__Task__.
Which lines of the listing hold the string "EnvFilter"? Copy those lines.

__Data for review__.
- - - - -

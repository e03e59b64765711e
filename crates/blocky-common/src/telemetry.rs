//! Logging and OpenTelemetry setup for the operator binary
//!
//! Logs are always JSON on stdout. When `OTEL_EXPORTER_OTLP_ENDPOINT` is set,
//! spans and the metrics in [`crate::metrics`] are also pushed over OTLP/gRPC.

use opentelemetry::trace::TracerProvider as _;
use opentelemetry::{global, KeyValue};
use opentelemetry_otlp::WithExportConfig;
use opentelemetry_sdk::propagation::TraceContextPropagator;
use opentelemetry_sdk::trace::TracerProvider;
use opentelemetry_sdk::{runtime, Resource};
use thiserror::Error;
use tracing_subscriber::layer::SubscriberExt;
use tracing_subscriber::util::SubscriberInitExt;
use tracing_subscriber::EnvFilter;

/// Filter used when `RUST_LOG` is unset
pub const DEFAULT_LOG_FILTER: &str = "info,blocky=debug,kube=info,tower=warn,hyper=warn";

/// Errors that can occur during telemetry initialization
#[derive(Debug, Error)]
pub enum TelemetryError {
    /// Failed to build the OTLP span exporter
    #[error("failed to initialize tracer: {0}")]
    TracerInit(String),

    /// Failed to build the OTLP metrics exporter
    #[error("failed to initialize metrics exporter: {0}")]
    MetricsInit(String),

    /// A global subscriber was already installed
    #[error("failed to initialize tracing subscriber: {0}")]
    SubscriberInit(String),
}

/// Telemetry settings
#[derive(Debug, Clone)]
pub struct TelemetryConfig {
    /// Reported as `service.name`
    pub service_name: String,

    /// OTLP collector endpoint; local logging only when `None`
    pub otlp_endpoint: Option<String>,
}

impl Default for TelemetryConfig {
    fn default() -> Self {
        Self {
            service_name: "blocky-operator".to_string(),
            otlp_endpoint: std::env::var("OTEL_EXPORTER_OTLP_ENDPOINT")
                .ok()
                .filter(|s| !s.is_empty()),
        }
    }
}

/// Install the global tracing subscriber and, if configured, OTLP exporters
///
/// Must be called from within a Tokio runtime when an endpoint is set.
pub fn init_telemetry(config: TelemetryConfig) -> Result<(), TelemetryError> {
    global::set_text_map_propagator(TraceContextPropagator::new());

    let resource = build_resource(&config.service_name);

    let otel_layer = match &config.otlp_endpoint {
        Some(endpoint) => {
            init_otlp_metrics(endpoint, resource.clone())?;
            let provider = init_otlp_tracer(endpoint, resource)?;
            let tracer = provider.tracer(config.service_name.clone());
            Some(tracing_opentelemetry::layer().with_tracer(tracer))
        }
        None => None,
    };

    let env_filter =
        EnvFilter::try_from_default_env().unwrap_or_else(|_| EnvFilter::new(DEFAULT_LOG_FILTER));

    let fmt_layer = tracing_subscriber::fmt::layer()
        .json()
        .with_current_span(true)
        .with_span_list(false)
        .with_target(true)
        .with_file(false)
        .with_line_number(false);

    tracing_subscriber::registry()
        .with(env_filter)
        .with(fmt_layer)
        .with(otel_layer)
        .try_init()
        .map_err(|e| TelemetryError::SubscriberInit(e.to_string()))
}

/// Service identity plus pod metadata from the downward API
fn build_resource(service_name: &str) -> Resource {
    let mut attributes = vec![
        KeyValue::new(
            opentelemetry_semantic_conventions::resource::SERVICE_NAME,
            service_name.to_string(),
        ),
        KeyValue::new(
            opentelemetry_semantic_conventions::resource::SERVICE_VERSION,
            env!("CARGO_PKG_VERSION"),
        ),
    ];

    for (var, key) in [
        ("POD_NAME", "k8s.pod.name"),
        ("POD_NAMESPACE", "k8s.namespace.name"),
        ("NODE_NAME", "k8s.node.name"),
    ] {
        if let Ok(value) = std::env::var(var) {
            attributes.push(KeyValue::new(key, value));
        }
    }

    Resource::new(attributes)
}

fn init_otlp_tracer(endpoint: &str, resource: Resource) -> Result<TracerProvider, TelemetryError> {
    let exporter = opentelemetry_otlp::SpanExporter::builder()
        .with_tonic()
        .with_endpoint(endpoint)
        .build()
        .map_err(|e| TelemetryError::TracerInit(e.to_string()))?;

    let provider = TracerProvider::builder()
        .with_batch_exporter(exporter, runtime::Tokio)
        .with_resource(resource)
        .build();

    global::set_tracer_provider(provider.clone());

    Ok(provider)
}

fn init_otlp_metrics(endpoint: &str, resource: Resource) -> Result<(), TelemetryError> {
    let exporter = opentelemetry_otlp::MetricExporter::builder()
        .with_tonic()
        .with_endpoint(endpoint)
        .build()
        .map_err(|e| TelemetryError::MetricsInit(e.to_string()))?;

    let reader =
        opentelemetry_sdk::metrics::PeriodicReader::builder(exporter, runtime::Tokio).build();

    let meter_provider = opentelemetry_sdk::metrics::SdkMeterProvider::builder()
        .with_reader(reader)
        .with_resource(resource)
        .build();

    global::set_meter_provider(meter_provider);

    Ok(())
}
//! Common types for the Blocky controller: CRDs, errors, and utilities

#![deny(missing_docs)]

pub mod crd;
pub mod error;
pub mod events;
pub mod metrics;
pub mod retry;
pub mod telemetry;

pub use error::Error;
pub use events::{EventPublisher, KubeEventPublisher, NoopEventPublisher};

/// Result type alias using our custom Error type
pub type Result<T> = std::result::Result<T, Error>;

/// Field manager / reporting component name used for writes and events
pub const CONTROLLER_NAME: &str = "blocky-controller";

/// Environment variable holding the operand image reference
pub const IMAGE_ENV_VAR: &str = "BLOCKY_IMAGE";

- - - - -

__Response__.
use tracing_subscriber::EnvFilter;
        EnvFilter::try_from_default_env().unwrap_or_else(|_| EnvFilter::new(DEFAULT_LOG_FILTER));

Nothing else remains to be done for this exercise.